Vaccine formulations targeting contemporaneous subvariants have been developed to respond to SARS-CoV-2 virus evolution. Updated monovalent COVID-19 vaccines targeting the Omicron XBB.1.5 variant (XBB-vaccines) were administered in the province of Quebec, Canada, during 2023 autumn and 2024 spring vaccination campaigns. Our objective was to evaluate mRNA XBB-vaccine effectiveness (VE) against COVID-19 hospitalizations among adults aged ≥60 years overall during a ten-month follow-up period, by subvariant predominant period, and by time since vaccination.

METHODS

We conducted a test-negative case-control study using Quebec population-based administrative data.
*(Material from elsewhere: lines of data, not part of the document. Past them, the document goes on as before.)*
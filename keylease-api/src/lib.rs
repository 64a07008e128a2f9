//! KEYLEASE API - REST Layer
//!
//! Axum service that leases slots on a small pool of rate-limited voice API
//! keys to interview sessions and accepts interview recordings as chunked
//! uploads. PostgreSQL holds all coordination state; handlers share nothing
//! in process beyond the store handle and immutable configuration.

#[macro_use]
mod macros;

pub mod config;
pub mod constants;
pub mod db;
pub mod error;
pub mod extractors;
pub mod jobs;
pub mod openapi;
pub mod providers;
pub mod routes;
pub mod services;
pub mod state;
pub mod telemetry;
pub mod types;

// Re-export commonly used types
pub use config::{lease_policy_from_env, ApiConfig};
pub use db::{DbClient, DbConfig};
pub use error::{ApiError, ApiResult, ErrorCode};
pub use jobs::{lease_sweep_task, LeaseSweepConfig};
pub use openapi::ApiDoc;
pub use providers::{DiscardChunkSink, HttpChunkSink, ProviderConfig, VoiceUsageClient};
pub use routes::create_api_router;
pub use state::{AppState, SharedStore};
pub use types::*;
//! Async store traits for leases, pool keys and chunk metadata.
//!
//! Every mutating operation takes `now` from the caller so that expiry
//! decisions are made against one clock reading per request.

use ::async_trait::async_trait;
use keylease_core::{
    AllocationRequest, ChunkRecord, CountCorrection, KeyIndex, KeyleaseResult, Lease, LeaseId,
    LeasePolicy, PoolResource, ReclaimedLease, ReleaseOutcome, Timestamp, UploadRecord,
};

/// Persistence for the key pool and its leases.
///
/// Implementations must keep `active_lease_count` equal to the number of
/// active leases on each key. `allocate`, `release` and `reclaim_stale` each
/// update the lease row and the counter as one atomic step.
#[async_trait]
pub trait LeaseStore: Send + Sync {
    /// Cheap round trip used by readiness checks.
    async fn health_check(&self) -> KeyleaseResult<()>;

    // ========================================================================
    // POOL REGISTRY
    // ========================================================================

    /// Insert keys that are not yet present. Existing rows are untouched.
    /// Returns the number of keys inserted.
    async fn ensure_resources(&self, key_indices: &[KeyIndex], now: Timestamp)
        -> KeyleaseResult<usize>;

    /// All keys ordered by index.
    async fn resource_list(&self) -> KeyleaseResult<Vec<PoolResource>>;

    async fn resource_get(&self, key_index: KeyIndex) -> KeyleaseResult<Option<PoolResource>>;

    /// Enable or disable a key for new allocations. Existing leases stay.
    async fn resource_set_active(
        &self,
        key_index: KeyIndex,
        is_active: bool,
        now: Timestamp,
    ) -> KeyleaseResult<PoolResource>;

    /// Store the latest credit balance for a key.
    async fn record_credits(
        &self,
        key_index: KeyIndex,
        available_credits: i64,
        now: Timestamp,
    ) -> KeyleaseResult<()>;

    /// Recompute every counter from the active leases. Returns the keys whose
    /// counter was wrong.
    async fn reconcile_counts(&self, now: Timestamp) -> KeyleaseResult<Vec<CountCorrection>>;

    // ========================================================================
    // LEASES
    // ========================================================================

    /// Pick the least-recently-used eligible key, take a slot on it and
    /// insert an active lease. Fails with `PoolError::Exhausted` when every
    /// active key is at capacity.
    async fn allocate(
        &self,
        request: &AllocationRequest,
        policy: &LeasePolicy,
        now: Timestamp,
    ) -> KeyleaseResult<Lease>;

    async fn lease_get(&self, lease_id: LeaseId) -> KeyleaseResult<Option<Lease>>;

    async fn lease_list_active(&self) -> KeyleaseResult<Vec<Lease>>;

    /// Apply a heartbeat. `None` when the lease is missing, terminal or past
    /// its hard ceiling.
    async fn renew(
        &self,
        lease_id: LeaseId,
        policy: &LeasePolicy,
        now: Timestamp,
    ) -> KeyleaseResult<Option<Lease>>;

    /// Complete an active lease and free its slot. Missing or terminal
    /// leases are a no-op.
    async fn release(&self, lease_id: LeaseId, now: Timestamp) -> KeyleaseResult<ReleaseOutcome>;

    /// Expire every reclaimable lease and free its slot.
    async fn reclaim_stale(
        &self,
        policy: &LeasePolicy,
        now: Timestamp,
    ) -> KeyleaseResult<Vec<ReclaimedLease>>;
}

/// Persistence for chunk metadata and finalized uploads.
#[async_trait]
pub trait ChunkStore: Send + Sync {
    /// Insert or overwrite the row for `(upload_id, chunk_index)`. Returns the
    /// number of distinct chunks now recorded for the upload.
    async fn chunk_upsert(&self, chunk: &ChunkRecord) -> KeyleaseResult<u32>;

    async fn chunk_count(&self, upload_id: &str) -> KeyleaseResult<u32>;

    /// Chunks of one upload ordered by index.
    async fn chunk_list(&self, upload_id: &str) -> KeyleaseResult<Vec<ChunkRecord>>;

    /// Record completion. If the upload was already finalized, the existing
    /// record is returned unchanged.
    async fn upload_finalize(&self, record: &UploadRecord) -> KeyleaseResult<UploadRecord>;

    async fn upload_get(&self, upload_id: &str) -> KeyleaseResult<Option<UploadRecord>>;
}

/// Both stores behind one handle.
pub trait Store: LeaseStore + ChunkStore {}

impl<T: LeaseStore + ChunkStore> Store for T {}
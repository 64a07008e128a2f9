//! Prometheus Metrics Definitions
//!
//! Lease lifecycle, chunk upload and HTTP metrics, exposed at `/metrics`
//! for Prometheus scraping.

use axum::{http::StatusCode, response::IntoResponse};
use once_cell::sync::Lazy;
use prometheus::{
    register_counter_vec, register_histogram_vec, register_int_counter, register_int_gauge,
    CounterVec, Encoder, HistogramVec, IntCounter, IntGauge, TextEncoder,
};

use crate::error::{ApiError, ApiResult};

/// HTTP request latency buckets (seconds)
const HTTP_LATENCY_BUCKETS: &[f64] = &[
    0.001, 0.005, 0.010, 0.025, 0.050, 0.100, 0.250, 0.500, 1.0, 2.5, 5.0, 10.0,
];

/// Global metrics instance - initialized once at startup
pub static METRICS: Lazy<ApiResult<KeyleaseMetrics>> = Lazy::new(KeyleaseMetrics::new);

/// Container for all KEYLEASE metrics.
#[derive(Clone)]
pub struct KeyleaseMetrics {
    /// HTTP request counter - labels: method, path, status
    pub http_requests_total: CounterVec,

    /// HTTP request duration histogram - labels: method, path
    pub http_request_duration_seconds: HistogramVec,

    /// Allocation attempts - labels: outcome (granted/exhausted/error)
    pub lease_allocations_total: CounterVec,

    /// Leases released by their holder
    pub lease_releases_total: IntCounter,

    /// Heartbeats - labels: outcome (renewed/not_found)
    pub lease_renewals_total: CounterVec,

    /// Leases expired by a sweep
    pub leases_reclaimed_total: IntCounter,

    /// Counter repairs made by reconciliation
    pub lease_count_corrections_total: IntCounter,

    /// Active leases seen by the last pool status read or sweep
    pub active_leases: IntGauge,

    /// Chunk uploads - labels: outcome (stored/forwarded/forward_failed/rejected)
    pub chunk_uploads_total: CounterVec,
}

fn registration_error(name: &str, e: prometheus::Error) -> ApiError {
    ApiError::internal_error(format!("Failed to register {}: {}", name, e))
}

impl KeyleaseMetrics {
    /// Create and register all metrics with Prometheus.
    pub fn new() -> ApiResult<Self> {
        Ok(Self {
            http_requests_total: register_counter_vec!(
                "keylease_http_requests_total",
                "Total number of HTTP requests",
                &["method", "path", "status"]
            )
            .map_err(|e| registration_error("http_requests_total", e))?,

            http_request_duration_seconds: register_histogram_vec!(
                "keylease_http_request_duration_seconds",
                "HTTP request duration in seconds",
                &["method", "path"],
                HTTP_LATENCY_BUCKETS.to_vec()
            )
            .map_err(|e| registration_error("http_request_duration_seconds", e))?,

            lease_allocations_total: register_counter_vec!(
                "keylease_lease_allocations_total",
                "Lease allocation attempts by outcome",
                &["outcome"]
            )
            .map_err(|e| registration_error("lease_allocations_total", e))?,

            lease_releases_total: register_int_counter!(
                "keylease_lease_releases_total",
                "Leases released by their holder"
            )
            .map_err(|e| registration_error("lease_releases_total", e))?,

            lease_renewals_total: register_counter_vec!(
                "keylease_lease_renewals_total",
                "Lease heartbeats by outcome",
                &["outcome"]
            )
            .map_err(|e| registration_error("lease_renewals_total", e))?,

            leases_reclaimed_total: register_int_counter!(
                "keylease_leases_reclaimed_total",
                "Leases expired after missing heartbeats"
            )
            .map_err(|e| registration_error("leases_reclaimed_total", e))?,

            lease_count_corrections_total: register_int_counter!(
                "keylease_lease_count_corrections_total",
                "Pool counters repaired by reconciliation"
            )
            .map_err(|e| registration_error("lease_count_corrections_total", e))?,

            active_leases: register_int_gauge!(
                "keylease_active_leases",
                "Active leases across the pool"
            )
            .map_err(|e| registration_error("active_leases", e))?,

            chunk_uploads_total: register_counter_vec!(
                "keylease_chunk_uploads_total",
                "Chunk uploads by outcome",
                &["outcome"]
            )
            .map_err(|e| registration_error("chunk_uploads_total", e))?,
        })
    }

    /// Record an HTTP request.
    pub fn record_http_request(&self, method: &str, path: &str, status: u16, duration_secs: f64) {
        let status_str = status.to_string();
        self.http_requests_total
            .with_label_values(&[method, path, &status_str])
            .inc();
        self.http_request_duration_seconds
            .with_label_values(&[method, path])
            .observe(duration_secs);
    }

    pub fn record_allocation(&self, outcome: &str) {
        self.lease_allocations_total
            .with_label_values(&[outcome])
            .inc();
    }

    pub fn record_release(&self) {
        self.lease_releases_total.inc();
    }

    pub fn record_renewal(&self, renewed: bool) {
        let outcome = if renewed { "renewed" } else { "not_found" };
        self.lease_renewals_total.with_label_values(&[outcome]).inc();
    }

    pub fn record_reclaimed(&self, count: usize) {
        self.leases_reclaimed_total.inc_by(count as u64);
    }

    pub fn record_corrections(&self, count: usize) {
        self.lease_count_corrections_total.inc_by(count as u64);
    }

    pub fn set_active_leases(&self, count: i64) {
        self.active_leases.set(count);
    }

    pub fn record_chunk(&self, outcome: &str) {
        self.chunk_uploads_total.with_label_values(&[outcome]).inc();
    }
}

/// Run `f` against the global metrics if they registered successfully.
pub fn with_metrics(f: impl FnOnce(&KeyleaseMetrics)) {
    if let Ok(metrics) = METRICS.as_ref() {
        f(metrics);
    }
}

/// Handler for GET /metrics endpoint.
///
/// Returns Prometheus text format metrics.
#[utoipa::path(
    get,
    path = "/metrics",
    tag = "Observability",
    responses(
        (status = 200, description = "Prometheus metrics in text format", content_type = "text/plain"),
        (status = 500, description = "Failed to encode metrics"),
    ),
)]
pub async fn metrics_handler() -> impl IntoResponse {
    // Touch the registry so the first scrape is not empty
    let _ = METRICS.as_ref();

    let encoder = TextEncoder::new();
    let metric_families = prometheus::gather();
    let mut buffer = Vec::new();

    match encoder.encode(&metric_families, &mut buffer) {
        Ok(_) => (
            StatusCode::OK,
            [("content-type", "text/plain; version=0.0.4; charset=utf-8")],
            buffer,
        ),
        Err(e) => {
            tracing::error!(error = %e, "Failed to encode metrics");
            (
                StatusCode::INTERNAL_SERVER_ERROR,
                [("content-type", "text/plain")],
                format!("Failed to encode metrics: {}", e).into_bytes(),
            )
        }
    }
}
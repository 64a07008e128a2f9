//! Pool REST API Routes
//!
//! Read-only status of the key pool plus the two administrative operations:
//! toggling a key and refreshing credit balances. Key material never leaves
//! the process.

use axum::{
    extract::{Path, State},
    routing::{get, post, put},
    Json, Router,
};
use chrono::Utc;
use keylease_core::{KeyIndex, LeasePolicy};

use crate::{
    error::{ApiError, ApiResult},
    extractors::ApiJson,
    services,
    state::{AppState, SharedStore},
    types::{CreditRefreshResponse, PoolKeyResponse, PoolStatusResponse, SetKeyActiveRequest},
};

/// GET /api/v1/pool - Every key with its lease count and credit balance
#[utoipa::path(
    get,
    path = "/api/v1/pool",
    tag = "Pool",
    responses(
        (status = 200, description = "Pool snapshot", body = PoolStatusResponse),
        (status = 500, description = "Datastore failure", body = ApiError),
    ),
)]
pub async fn pool_status(
    State(store): State<SharedStore>,
    State(policy): State<LeasePolicy>,
) -> ApiResult<Json<PoolStatusResponse>> {
    services::pool_status(store.as_ref(), &policy).await.map(Json)
}

/// PUT /api/v1/pool/keys/{keyIndex} - Enable or disable a key
///
/// Disabling a key stops new allocations on it; leases already issued run
/// until released or reclaimed.
#[utoipa::path(
    put,
    path = "/api/v1/pool/keys/{keyIndex}",
    tag = "Pool",
    params(
        ("keyIndex" = i32, Path, description = "Pool key index")
    ),
    request_body = SetKeyActiveRequest,
    responses(
        (status = 200, description = "Key updated", body = PoolKeyResponse),
        (status = 404, description = "Index is not part of the pool", body = ApiError),
    ),
)]
pub async fn set_key_active(
    State(store): State<SharedStore>,
    Path(key_index): Path<KeyIndex>,
    ApiJson(req): ApiJson<SetKeyActiveRequest>,
) -> ApiResult<Json<PoolKeyResponse>> {
    let resource =
        services::set_key_active(store.as_ref(), key_index, req.is_active, Utc::now()).await?;
    Ok(Json(PoolKeyResponse::from(resource)))
}

/// POST /api/v1/pool/credits/refresh - Fetch remaining credits per key
#[utoipa::path(
    post,
    path = "/api/v1/pool/credits/refresh",
    tag = "Pool",
    responses(
        (status = 200, description = "Per-key refresh results", body = CreditRefreshResponse),
        (status = 503, description = "No voice provider configured", body = ApiError),
    ),
)]
pub async fn refresh_credits(State(state): State<AppState>) -> ApiResult<Json<CreditRefreshResponse>> {
    let usage = state
        .usage
        .as_ref()
        .ok_or_else(|| ApiError::service_unavailable("No voice provider keys are configured"))?;
    services::refresh_credits(state.store.as_ref(), usage.as_ref(), Utc::now())
        .await
        .map(Json)
}

/// Create the pool router, mounted at `/api/v1/pool`.
pub fn create_router(state: AppState) -> Router {
    Router::new()
        .route("/", get(pool_status))
        .route("/keys/:key_index", put(set_key_active))
        .route("/credits/refresh", post(refresh_credits))
        .with_state(state)
}
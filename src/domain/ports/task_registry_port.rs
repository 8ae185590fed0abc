//! Port definition for in-flight request bookkeeping.

use tokio::task::AbortHandle;

use crate::domain::entities::{ConsumerId, LoadTicket};

/// Handle to a spawned load request.
#[derive(Debug)]
pub struct TaskHandle {
    ticket: LoadTicket,
    abort: AbortHandle,
}

impl TaskHandle {
    #[must_use]
    pub const fn new(ticket: LoadTicket, abort: AbortHandle) -> Self {
        Self { ticket, abort }
    }

    #[must_use]
    pub const fn ticket(&self) -> LoadTicket {
        self.ticket
    }

    /// Requests termination of the task at its next await point.
    pub fn cancel(&self) {
        self.abort.abort();
    }
}

/// Port mapping each consumer to its in-flight request.
///
/// At most one handle is kept per consumer. Registering for a consumer that
/// already has a handle cancels the old one before replacing it. Tickets grow
/// monotonically per consumer, so a handle carrying an older ticket than the
/// stored one is cancelled instead and the stored handle stays.
pub trait TaskRegistryPort: Send + Sync {
    /// Stores `handle` for `id`, cancelling whichever of the two handles is
    /// older. Returns true if a previous handle was replaced.
    fn register(&self, id: ConsumerId, handle: TaskHandle) -> bool;

    /// Cancels and removes the handle for `id`. No-op when absent.
    fn cancel(&self, id: ConsumerId) -> bool;

    /// Removes the handle for `id` only if it belongs to `ticket`.
    fn clear(&self, id: ConsumerId, ticket: LoadTicket) -> bool;

    /// Returns true if `ticket` is the registered request for `id`.
    fn is_current(&self, id: ConsumerId, ticket: LoadTicket) -> bool;

    /// Number of registered requests.
    fn len(&self) -> usize;

    fn is_empty(&self) -> bool {
        self.len() == 0
    }
}

#[cfg(test)]
pub mod mock {
    use super::*;
    use parking_lot::Mutex;
    use std::collections::HashMap;

    /// Registry that records handles but never cancels anything.
    ///
    /// Lets tests observe what happens when a superseded request still
    /// runs to completion.
    #[derive(Default)]
    pub struct NonCancellingRegistry {
        tasks: Mutex<HashMap<ConsumerId, TaskHandle>>,
    }

    impl TaskRegistryPort for NonCancellingRegistry {
        fn register(&self, id: ConsumerId, handle: TaskHandle) -> bool {
            self.tasks.lock().insert(id, handle).is_some()
        }

        fn cancel(&self, _id: ConsumerId) -> bool {
            false
        }

        fn clear(&self, id: ConsumerId, ticket: LoadTicket) -> bool {
            let mut tasks = self.tasks.lock();
            if tasks.get(&id).is_some_and(|h| h.ticket() == ticket) {
                tasks.remove(&id);
                return true;
            }
            false
        }

        fn is_current(&self, id: ConsumerId, ticket: LoadTicket) -> bool {
            self.tasks
                .lock()
                .get(&id)
                .is_some_and(|h| h.ticket() == ticket)
        }

        fn len(&self) -> usize {
            self.tasks.lock().len()
        }
    }
}
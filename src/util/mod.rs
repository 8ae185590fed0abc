//! Small generic helpers.

mod binding;
mod builder;

pub use binding::Binding;
pub use builder::build;
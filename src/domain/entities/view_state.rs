//! Visual state of an image view.

use std::time::Duration;

use super::{Artifact, FallbackImage, ImageSource, LoadTicket, Locator, Tint};

/// Where a view is in its load lifecycle.
#[derive(Debug, Clone, Copy, PartialEq, Eq, Default)]
pub enum LoadPhase {
    /// No request has produced visual output yet.
    #[default]
    Idle,
    /// A download is in flight and the loading indicator is visible.
    Loading,
    /// A resolved image is displayed.
    Applied,
    /// The fallback placeholder is displayed.
    Fallback,
}

impl LoadPhase {
    /// Returns true for phases that end a request.
    #[must_use]
    pub const fn is_terminal(self) -> bool {
        matches!(self, Self::Applied | Self::Fallback)
    }

    #[must_use]
    pub const fn is_loading(self) -> bool {
        matches!(self, Self::Loading)
    }
}

/// Animation used when the content changed.
#[derive(Debug, Clone, Copy, PartialEq, Eq)]
pub enum Transition {
    /// Alpha goes from 0 to 1 over `duration`.
    CrossFade { duration: Duration },
}

/// Everything a renderer needs to draw an image view.
#[derive(Clone)]
pub struct ViewState {
    pub image: Option<Artifact>,
    pub tint: Option<Tint>,
    pub alpha: f32,
    pub loading_indicator: bool,
    pub phase: LoadPhase,
    pub source: Option<ImageSource>,
    pub locator: Option<Locator>,
    pub transition: Option<Transition>,
    /// Request that produced this state.
    pub ticket: LoadTicket,
}

impl ViewState {
    /// Clears the content and shows the loading indicator.
    pub fn begin_loading(&mut self, ticket: LoadTicket) {
        self.image = None;
        self.loading_indicator = true;
        self.phase = LoadPhase::Loading;
        self.source = None;
        self.transition = None;
        self.ticket = ticket;
    }

    /// Cross-fades to a resolved image.
    pub fn apply(
        &mut self,
        ticket: LoadTicket,
        artifact: Artifact,
        source: ImageSource,
        locator: Locator,
        fade: Duration,
    ) {
        self.image = Some(artifact);
        self.tint = None;
        self.alpha = 1.0;
        self.transition = Some(Transition::CrossFade { duration: fade });
        self.loading_indicator = false;
        self.phase = LoadPhase::Applied;
        self.source = Some(source);
        self.locator = Some(locator);
        self.ticket = ticket;
    }

    /// Shows the placeholder and tint.
    pub fn show_fallback(&mut self, ticket: LoadTicket, fallback: &FallbackImage) {
        self.image.clone_from(&fallback.image);
        self.tint = Some(fallback.tint);
        self.alpha = 1.0;
        self.transition = None;
        self.loading_indicator = false;
        self.phase = LoadPhase::Fallback;
        self.source = None;
        self.locator = None;
        self.ticket = ticket;
    }

    /// Returns true once `ticket`'s request reached Apply or Fallback.
    #[must_use]
    pub fn is_settled_for(&self, ticket: LoadTicket) -> bool {
        self.ticket == ticket && self.phase.is_terminal()
    }
}

impl Default for ViewState {
    fn default() -> Self {
        Self {
            image: None,
            tint: None,
            alpha: 1.0,
            loading_indicator: false,
            phase: LoadPhase::Idle,
            source: None,
            locator: None,
            transition: None,
            ticket: LoadTicket::NONE,
        }
    }
}

impl std::fmt::Debug for ViewState {
    fn fmt(&self, f: &mut std::fmt::Formatter<'_>) -> std::fmt::Result {
        f.debug_struct("ViewState")
            .field(
                "image",
                &self.image.as_ref().map(|img| (img.width(), img.height())),
            )
            .field("tint", &self.tint)
            .field("alpha", &self.alpha)
            .field("loading_indicator", &self.loading_indicator)
            .field("phase", &self.phase)
            .field("source", &self.source)
            .field("locator", &self.locator.as_ref().map(Locator::as_str))
            .field("transition", &self.transition)
            .field("ticket", &self.ticket)
            .finish()
    }
}

#[cfg(test)]
mod tests {
    use std::sync::Arc;

    use super::*;

    fn artifact() -> Artifact {
        Arc::new(image::DynamicImage::new_rgb8(4, 4))
    }

    #[test]
    fn test_loading_then_apply() {
        let mut state = ViewState::default();
        let ticket = LoadTicket(1);

        state.begin_loading(ticket);
        assert!(state.loading_indicator);
        assert!(state.image.is_none());
        assert!(!state.is_settled_for(ticket));

        let locator = Locator::parse("https://example.com/a.png").unwrap();
        state.apply(
            ticket,
            artifact(),
            ImageSource::Network,
            locator,
            Duration::from_millis(250),
        );

        assert!(!state.loading_indicator);
        assert_eq!(state.phase, LoadPhase::Applied);
        assert!((state.alpha - 1.0).abs() < f32::EPSILON);
        assert_eq!(
            state.transition,
            Some(Transition::CrossFade {
                duration: Duration::from_millis(250)
            })
        );
        assert!(state.is_settled_for(ticket));
        assert!(!state.is_settled_for(ticket.next()));
    }

    #[test]
    fn test_fallback_sets_tint_and_hides_indicator() {
        let mut state = ViewState::default();
        state.begin_loading(LoadTicket(3));

        let tint = Tint::rgb(10, 20, 30);
        state.show_fallback(LoadTicket(3), &FallbackImage::tinted(tint));

        assert_eq!(state.phase, LoadPhase::Fallback);
        assert_eq!(state.tint, Some(tint));
        assert!(state.image.is_some());
        assert!(!state.loading_indicator);
    }

    #[test]
    fn test_fallback_without_image_clears_content() {
        let mut state = ViewState {
            image: Some(artifact()),
            ..ViewState::default()
        };
        state.show_fallback(LoadTicket(1), &FallbackImage::new(None, Tint::SYSTEM_GRAY));
        assert!(state.image.is_none());
    }
}
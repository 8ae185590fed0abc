use super::app_config::LogLevel;
use clap::Parser;
use std::path::PathBuf;

#[derive(Debug, Parser)]
#[command(
    name = "viewkit",
    version,
    about = "Load images into views through the shared image cache",
    long_about = None
)]
pub struct CliArgs {
    /// Image locators to load.
    #[arg(required = true, value_name = "LOCATOR")]
    pub locators: Vec<String>,

    /// Load every locator into a single view, one after the other.
    #[arg(long)]
    pub same_view: bool,

    /// Configuration file path.
    #[arg(short, long, value_name = "PATH")]
    pub config: Option<PathBuf>,

    /// Log file path.
    #[arg(long, value_name = "PATH")]
    pub log_path: Option<PathBuf>,

    /// Log verbosity level.
    #[arg(long, value_enum)]
    pub log_level: Option<LogLevel>,

    /// Maximum images kept in the memory cache.
    #[arg(long)]
    pub memory_cache_size: Option<usize>,

    /// HTTP request timeout in seconds.
    #[arg(long)]
    pub timeout_secs: Option<u64>,

    /// Cross-fade duration in milliseconds.
    #[arg(long)]
    pub fade_ms: Option<u64>,

    /// Fallback tint (hex color).
    #[arg(long)]
    pub tint: Option<String>,
}

#[cfg(test)]
mod tests {
    use super::*;

    #[test]
    fn test_locators_are_required() {
        assert!(CliArgs::try_parse_from(["viewkit"]).is_err());
    }

    #[test]
    fn test_parse_flags() {
        let args = CliArgs::try_parse_from([
            "viewkit",
            "--same-view",
            "-c",
            "/tmp/viewkit.toml",
            "https://a.example/1.png",
            "https://a.example/2.png",
        ])
        .unwrap();

        assert!(args.same_view);
        assert_eq!(args.config, Some(PathBuf::from("/tmp/viewkit.toml")));
        assert_eq!(args.locators.len(), 2);
        assert!(args.log_level.is_none());
    }
}
//! Views.

mod image_view;

pub use image_view::ImageView;
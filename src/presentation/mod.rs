//! Presentation layer: the presentation context, views and the loader that
//! drives them.

/// Single-task presentation context.
pub mod main_context;
/// Presentation services.
pub mod services;
/// Views.
pub mod widgets;

pub use main_context::MainContext;
pub use services::{ImageLoader, ImageLoaderConfig};
pub use widgets::ImageView;
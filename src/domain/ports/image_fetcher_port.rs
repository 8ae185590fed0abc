//! Port definition for downloading image payloads.

use bytes::Bytes;

use crate::domain::entities::Locator;
use crate::domain::errors::LoadResult;

/// Port for fetching raw image bytes.
#[cfg_attr(test, mockall::automock)]
#[async_trait::async_trait]
pub trait ImageFetcherPort: Send + Sync {
    /// Downloads the payload behind `locator`.
    ///
    /// Non-success statuses are reported as errors.
    async fn fetch(&self, locator: &Locator) -> LoadResult<Bytes>;
}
Specimens collected from individuals aged ≥60 years tested at an acute-care hospital from October 2023 to August 2024 were considered test-positive cases if hospitalized for COVID-19, or controls if test-negative for SARS-CoV-2. Vaccination was defined by receipt of at least one mRNA XBB-vaccine (autumn or spring) dose. Subvariant predominant periods were defined according to whole-genome sequencing data from provincial laboratories: XBB or EG.5 and subvariants (XBB period), BA.2.86, JN.1 or subvariants (JN period), and KP.2 or KP.3 and subvariants (KP period). Multivariable logistic regression analyses estimated VE relative to several comparator groups, primarily those last-vaccinated in 2022, by subvariant period, by time since XBB-vaccination and by number of XBB-vaccine doses (KP period).

RESULTS

Participants overall and by XBB, JN and KP periods included: 5532 (4.9%) test-positive cases (1321, 1838 and 1372, respectively) and 108473 (95.1%) test-negative controls (12881, 53414 and 28595, respectively); 14584 specimens were collected during periods of subvariant cocirculation. By subvariant period, 3322 (25.8%), 27041 (50.6%) and 15401 (53.9%) controls, respectively, were considered XBB-vaccinated. Overall VE was 30% (95%CI:24-35) and by XBB, JN or KP period: 54% (95%CI:46-62), 23% (95%CI:13-32) and 0% (95%CI:-18-15), respectively. During each subvariant period, the hospitalization risk was reduced only during the first four months post-vaccination.

CONCLUSIONS

Among individuals aged 60 years or older, mRNA XBB-vaccination provided meaningful, albeit limited to first four months post-vaccination, protection against COVID-19 hospitalization due to XBB, JN and KP subvariants. Better vaccines are needed to effectively protect older adults against COVID-19 hospitalizations.